__Activity__:
Search the data for the word "WaitingForNetworkConnection" and copy every line that contains it.

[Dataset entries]
▬▬▬
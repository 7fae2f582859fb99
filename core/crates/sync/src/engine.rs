use hs_actors::{Actor, Stopper};
use hs_sync::{
	next_eligible, ChangeRecord, Domain, DomainKind, ErrorKind, OfflinePolicy, RecordId,
	RecordStatus, RetentionPolicy, SubmitError,
};
use hs_utils::error::report_error;

use std::{any::Any, mem, panic::AssertUnwindSafe, pin::pin, sync::Arc};

use async_channel as chan;
use chrono::Utc;
use futures::{future, FutureExt};
use futures_concurrency::future::Race;
use tokio::sync::{broadcast, watch};
use tracing::{debug, error, info, instrument, trace, warn};

use super::{
	client::ProgressReporter,
	queue::Command,
	recovery::{demote_interrupted, sweep_expired},
	ActiveRecord, Error, NetworkState, QueueEvent, QueueSnapshot, QueueState, RecordStore,
	RemoteClient, SyncQueue,
};

const EVENTS_CAPACITY: usize = 64;

#[derive(Debug, Clone)]
pub struct EngineConfig {
	/// Applied once, when the record list is loaded.
	pub retention: Option<RetentionPolicy>,
	pub command_capacity: usize,
}

impl Default for EngineConfig {
	fn default() -> Self {
		Self {
			retention: None,
			command_capacity: 32,
		}
	}
}

#[derive(Debug, Default)]
enum State {
	#[default]
	Idle,
	VerifyingNetwork(RecordId),
	/// `after_failure` means the last attempt hit a network error while we believed we were
	/// online, so only a fresh transition to online resumes sending.
	WaitingForNetwork {
		id: RecordId,
		after_failure: bool,
	},
	Syncing(RecordId),
}

impl State {
	const fn queue_state(&self) -> QueueState {
		match self {
			Self::Idle => QueueState::Idle,
			Self::VerifyingNetwork(_) => QueueState::VerifyingNetworkConnection,
			Self::WaitingForNetwork { .. } => QueueState::WaitingForNetworkConnection,
			Self::Syncing(_) => QueueState::Syncing,
		}
	}
}

enum Trigger<D: Domain> {
	Command(Command<D>),
	Network(NetworkState),
	Closed,
}

enum SyncingMessage<D: Domain> {
	Submitted(Result<D::Output, SubmitError>),
	Command(Result<Command<D>, chan::RecvError>),
	Progress(Result<f32, chan::RecvError>),
	Network(NetworkState),
}

/// The single-flight sync loop of one domain queue.
///
/// Owns the record list exclusively: every mutation goes through this actor, is persisted as a
/// whole list right away and then published to [`SyncQueue`] observers. The queue region is the
/// [`State`] machine below; the network region is fed by a [`NetworkMonitor`] subscription and
/// only acts as a guard on the queue transitions.
///
/// [`NetworkMonitor`]: super::NetworkMonitor
pub struct Engine<D: Domain> {
	state: State,
	queue_state: QueueState,
	records: Vec<ChangeRecord<D>>,
	network: NetworkState,
	network_rx: watch::Receiver<NetworkState>,
	command_rx: chan::Receiver<Command<D>>,
	snapshot_tx: watch::Sender<QueueSnapshot<D>>,
	events_tx: broadcast::Sender<QueueEvent>,
	progress: Option<f32>,
	store: Arc<dyn RecordStore<D>>,
	client: Arc<dyn RemoteClient<D>>,
	closed: bool,
}

impl<D: Domain> Engine<D> {
	/// Loads the persisted list, recovers it from an unclean shutdown, sweeps expired records,
	/// and returns the engine together with its handle. The engine does nothing until it runs.
	#[instrument(skip_all, fields(domain = %D::KIND), err)]
	pub async fn load(
		store: Arc<dyn RecordStore<D>>,
		client: Arc<dyn RemoteClient<D>>,
		mut network_rx: watch::Receiver<NetworkState>,
		config: &EngineConfig,
	) -> Result<(Self, SyncQueue<D>), Error> {
		let mut records = store.load().await?.unwrap_or_default();

		let demoted = demote_interrupted(&mut records);
		let expired = config
			.retention
			.as_ref()
			.map_or(0, |retention| sweep_expired(&mut records, retention, Utc::now()));

		if demoted + expired > 0 {
			store.save(&records).await?;
		}

		debug!(
			records_count = records.len(),
			demoted, expired, "Loaded change records;"
		);

		let network = *network_rx.borrow_and_update();

		let (command_tx, command_rx) = chan::bounded(config.command_capacity.max(1));
		let (snapshot_tx, snapshot_rx) = watch::channel(QueueSnapshot {
			records: records.clone(),
			queue: QueueState::Idle,
			network,
			active: None,
		});
		let (events_tx, _) = broadcast::channel(EVENTS_CAPACITY);

		Ok((
			Self {
				state: State::Idle,
				queue_state: QueueState::Idle,
				records,
				network,
				network_rx,
				command_rx,
				snapshot_tx,
				events_tx: events_tx.clone(),
				progress: None,
				store,
				client,
				closed: false,
			},
			SyncQueue {
				command_tx,
				snapshot_rx,
				events_tx,
			},
		))
	}

	#[instrument(skip(self), fields(domain = %D::KIND, old_state = ?self.state))]
	async fn tick(&mut self) {
		let state = mem::take(&mut self.state);
		self.queue_state = state.queue_state();

		let state = match state {
			State::Idle => self.idle_state_transition().await,
			State::VerifyingNetwork(id) => self.verifying_network_state_transition(id).await,
			State::WaitingForNetwork { id, after_failure } => {
				self.waiting_for_network_state_transition(id, after_failure)
					.await
			}
			State::Syncing(id) => self.syncing_state_transition(id).await,
		};

		trace!(?state, "Sync engine state transitioned;");

		self.queue_state = state.queue_state();
		self.state = state;
		self.publish();
	}

	async fn idle_state_transition(&mut self) -> State {
		loop {
			if let Some(state) = self.activate_next().await {
				return state;
			}

			self.publish();

			match self.next_trigger().await {
				Trigger::Command(command) => self.handle_command(command).await,
				Trigger::Network(network) => self.network = network,
				Trigger::Closed => {
					self.closed = true;
					return State::Idle;
				}
			}
		}
	}

	async fn verifying_network_state_transition(&mut self, id: RecordId) -> State {
		loop {
			match self.network {
				NetworkState::Online => return State::Syncing(id),
				NetworkState::Offline => {
					return State::WaitingForNetwork {
						id,
						after_failure: false,
					}
				}
				NetworkState::Loading => {}
			}

			self.publish();

			match self.next_trigger().await {
				Trigger::Command(command) => self.handle_command(command).await,
				Trigger::Network(network) => self.network = network,
				Trigger::Closed => {
					self.closed = true;
					return State::VerifyingNetwork(id);
				}
			}
		}
	}

	async fn waiting_for_network_state_transition(
		&mut self,
		id: RecordId,
		after_failure: bool,
	) -> State {
		if !after_failure && self.network.is_online() {
			return State::Syncing(id);
		}

		loop {
			self.publish();

			match self.next_trigger().await {
				Trigger::Network(network) => {
					self.network = network;
					if network.is_online() {
						return State::Syncing(id);
					}
				}
				// An explicit nudge is the only other way out after a failed attempt
				Trigger::Command(Command::Reevaluate) if self.network.is_online() => {
					return State::Syncing(id);
				}
				Trigger::Command(command) => self.handle_command(command).await,
				Trigger::Closed => {
					self.closed = true;
					return State::WaitingForNetwork { id, after_failure };
				}
			}
		}
	}

	async fn syncing_state_transition(&mut self, id: RecordId) -> State {
		let Some(index) = self.position(id) else {
			error!(%id, "Active change record vanished from the queue");
			return State::Idle;
		};

		let payload = D::prepare_payload(&self.records[index], &self.records);
		if payload != self.records[index].payload {
			debug!(%id, "Back-filled identifiers before sending;");
			self.records[index].payload = payload.clone();
			self.records[index].updated_at = Utc::now();
			self.persist().await;
		}

		let (progress, progress_rx) = ProgressReporter::new();
		self.progress = None;
		self.publish();

		debug!(%id, "Submitting change record;");

		let mut submission = pin!({
			let client = Arc::clone(&self.client);
			async move {
				AssertUnwindSafe(client.submit(payload, progress))
					.catch_unwind()
					.await
					.unwrap_or_else(|panic| {
						Err(SubmitError::unexpected(format!(
							"submission panicked: {}",
							panic_message(panic.as_ref())
						)))
					})
			}
		});

		let mut commands_open = true;
		let mut progress_open = true;

		let outcome = loop {
			let message = {
				let Self {
					command_rx,
					network_rx,
					..
				} = self;

				(
					submission.as_mut().map(SyncingMessage::Submitted),
					recv_or_pending(command_rx, commands_open).map(SyncingMessage::Command),
					recv_or_pending(&progress_rx, progress_open).map(SyncingMessage::Progress),
					network_changed(network_rx).map(SyncingMessage::Network),
				)
					.race()
					.await
			};

			match message {
				SyncingMessage::Submitted(outcome) => break outcome,
				SyncingMessage::Command(Ok(command)) => self.handle_command(command).await,
				SyncingMessage::Command(Err(_)) => {
					// nobody can send us anything anymore, finish this submission and wind down
					commands_open = false;
					self.closed = true;
				}
				SyncingMessage::Progress(Ok(fraction)) => {
					self.progress = Some(fraction);
					self.publish();
				}
				SyncingMessage::Progress(Err(_)) => progress_open = false,
				SyncingMessage::Network(network) => {
					self.network = network;
					self.publish();
				}
			}
		};

		self.progress = None;

		self.apply_outcome(id, outcome).await
	}

	async fn apply_outcome(
		&mut self,
		id: RecordId,
		outcome: Result<D::Output, SubmitError>,
	) -> State {
		let Some(index) = self.position(id) else {
			error!(%id, "Submitted change record vanished from the queue");
			return State::Idle;
		};

		match outcome {
			Ok(output) => {
				if let Err(e) = self.records[index].succeed(output) {
					error!(?e, "Failed to mark change record as synced");
					return State::Idle;
				}

				let patched = D::resolve_dependents(&mut self.records, index);

				self.persist().await;

				info!(domain = %D::KIND, %id, patched, "Change record synced;");

				self.emit(QueueEvent::Synced(id));
			}

			Err(e)
				if e.kind() == ErrorKind::Network
					&& D::OFFLINE_POLICY == OfflinePolicy::WaitForNetwork =>
			{
				warn!(
					domain = %D::KIND,
					%id,
					%e,
					"Network failure while sending, waiting for connectivity;"
				);

				return State::WaitingForNetwork {
					id,
					after_failure: true,
				};
			}

			Err(e) => {
				let kind = e.kind();

				if kind == ErrorKind::Unexpected {
					error!(domain = %D::KIND, %id, %e, "Change record failed unexpectedly;");
				} else {
					warn!(domain = %D::KIND, %id, %e, "Change record failed;");
				}

				if let Err(e) = self.records[index].fail(e) {
					error!(?e, "Failed to mark change record as failed");
					return State::Idle;
				}

				self.persist().await;

				self.emit(QueueEvent::Failed(id, kind));
			}
		}

		State::Idle
	}

	/// Picks the next eligible record, marks it `active` and persists before anything is sent.
	async fn activate_next(&mut self) -> Option<State> {
		let id = next_eligible(&self.records, self.network.is_online())?.id;
		let index = self.position(id)?;

		if let Err(e) = self.records[index].activate() {
			error!(?e, "Eligible change record refused activation");
			return None;
		}

		self.persist().await;

		trace!(%id, "Activated change record;");

		Some(match D::OFFLINE_POLICY {
			OfflinePolicy::FailFast => State::Syncing(id),
			OfflinePolicy::WaitForNetwork => State::VerifyingNetwork(id),
		})
	}

	async fn handle_command(&mut self, command: Command<D>) {
		match command {
			Command::Add { record, ack } => {
				let res = self.add(record).await;
				if ack.send(res).is_err() {
					trace!("Add acknowledgement dropped by the caller");
				}
			}

			Command::Retry { id, ack } => {
				let res = self.retry(id).await;
				if ack.send(res).is_err() {
					trace!("Retry acknowledgement dropped by the caller");
				}
			}

			Command::Reevaluate => trace!("Re-evaluation requested"),
		}
	}

	async fn add(&mut self, record: ChangeRecord<D>) -> Result<RecordId, Error> {
		if record.status != RecordStatus::Pending {
			return Err(Error::NotPending(record.id));
		}

		if self.position(record.id).is_some() {
			return Err(Error::DuplicateRecord(record.id));
		}

		let id = record.id;
		self.records.push(record);
		self.persist().await;

		debug!(domain = %D::KIND, %id, "Queued change record;");

		self.emit(QueueEvent::Added(id));
		self.publish();

		Ok(id)
	}

	async fn retry(&mut self, id: RecordId) -> Result<(), Error> {
		let index = self.position(id).ok_or(Error::RecordNotFound(id))?;
		let record = &mut self.records[index];

		if let Some(error) = record.error.as_ref().filter(|error| !error.is_retryable()) {
			return Err(Error::NotRetryable {
				id,
				error: error.clone(),
			});
		}

		record.retry()?;
		self.persist().await;

		info!(domain = %D::KIND, %id, "Retrying change record;");

		self.emit(QueueEvent::Retried(id));
		self.publish();

		Ok(())
	}

	async fn next_trigger(&mut self) -> Trigger<D> {
		let Self {
			command_rx,
			network_rx,
			..
		} = self;

		(
			command_rx
				.recv()
				.map(|res| res.map_or(Trigger::Closed, Trigger::Command)),
			network_changed(network_rx).map(Trigger::Network),
		)
			.race()
			.await
	}

	fn position(&self, id: RecordId) -> Option<usize> {
		self.records.iter().position(|record| record.id == id)
	}

	async fn persist(&self) {
		report_error(
			&self.store.save(&self.records).await,
			"Failed to persist change records",
		);
	}

	fn emit(&self, event: QueueEvent) {
		if self.events_tx.send(event).is_err() {
			trace!("No queue event subscribers");
		}
	}

	fn publish(&self) {
		let active = self
			.records
			.iter()
			.find(|record| record.status == RecordStatus::Active)
			.map(|record| ActiveRecord {
				id: record.id,
				progress: self.progress,
				waiting_for_network: self.queue_state == QueueState::WaitingForNetworkConnection,
			});

		self.snapshot_tx.send_replace(QueueSnapshot {
			records: self.records.clone(),
			queue: self.queue_state,
			network: self.network,
			active,
		});
	}

	/// Refuses anything still queued once the engine winds down, so callers
	/// waiting on an acknowledgement get [`Error::EngineClosed`] instead of hanging.
	fn close(&mut self) {
		self.command_rx.close();

		while let Ok(command) = self.command_rx.try_recv() {
			trace!(?command, "Dropping command sent to a stopped engine");
		}
	}
}

impl<D: Domain> Actor<DomainKind> for Engine<D> {
	const IDENTIFIER: DomainKind = D::KIND;

	async fn run(&mut self, stop: Stopper) {
		enum Race {
			Ticked,
			Stopped,
		}

		info!(domain = %D::KIND, "Sync engine started;");

		self.network = *self.network_rx.borrow_and_update();
		self.publish();

		while !self.closed
			&& matches!(
				(
					self.tick().map(|()| Race::Ticked),
					stop.stopped().map(|()| Race::Stopped),
				)
					.race()
					.await,
				Race::Ticked
			) { /* Everything is Awesome! */ }

		self.close();

		info!(domain = %D::KIND, "Sync engine stopped;");
	}
}

async fn recv_or_pending<T>(rx: &chan::Receiver<T>, open: bool) -> Result<T, chan::RecvError> {
	if open {
		rx.recv().await
	} else {
		future::pending().await
	}
}

async fn network_changed(rx: &mut watch::Receiver<NetworkState>) -> NetworkState {
	if rx.changed().await.is_ok() {
		*rx.borrow_and_update()
	} else {
		// monitor gone, the last known state stays
		future::pending().await
	}
}

fn panic_message(panic: &(dyn Any + Send)) -> &str {
	panic
		.downcast_ref::<&str>()
		.copied()
		.or_else(|| panic.downcast_ref::<String>().map(String::as_str))
		.unwrap_or("unknown panic")
}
▬▬▬
__Problem solution__:
			Self::WaitingForNetwork { .. } => QueueState::WaitingForNetworkConnection,
				waiting_for_network: self.queue_state == QueueState::WaitingForNetworkConnection,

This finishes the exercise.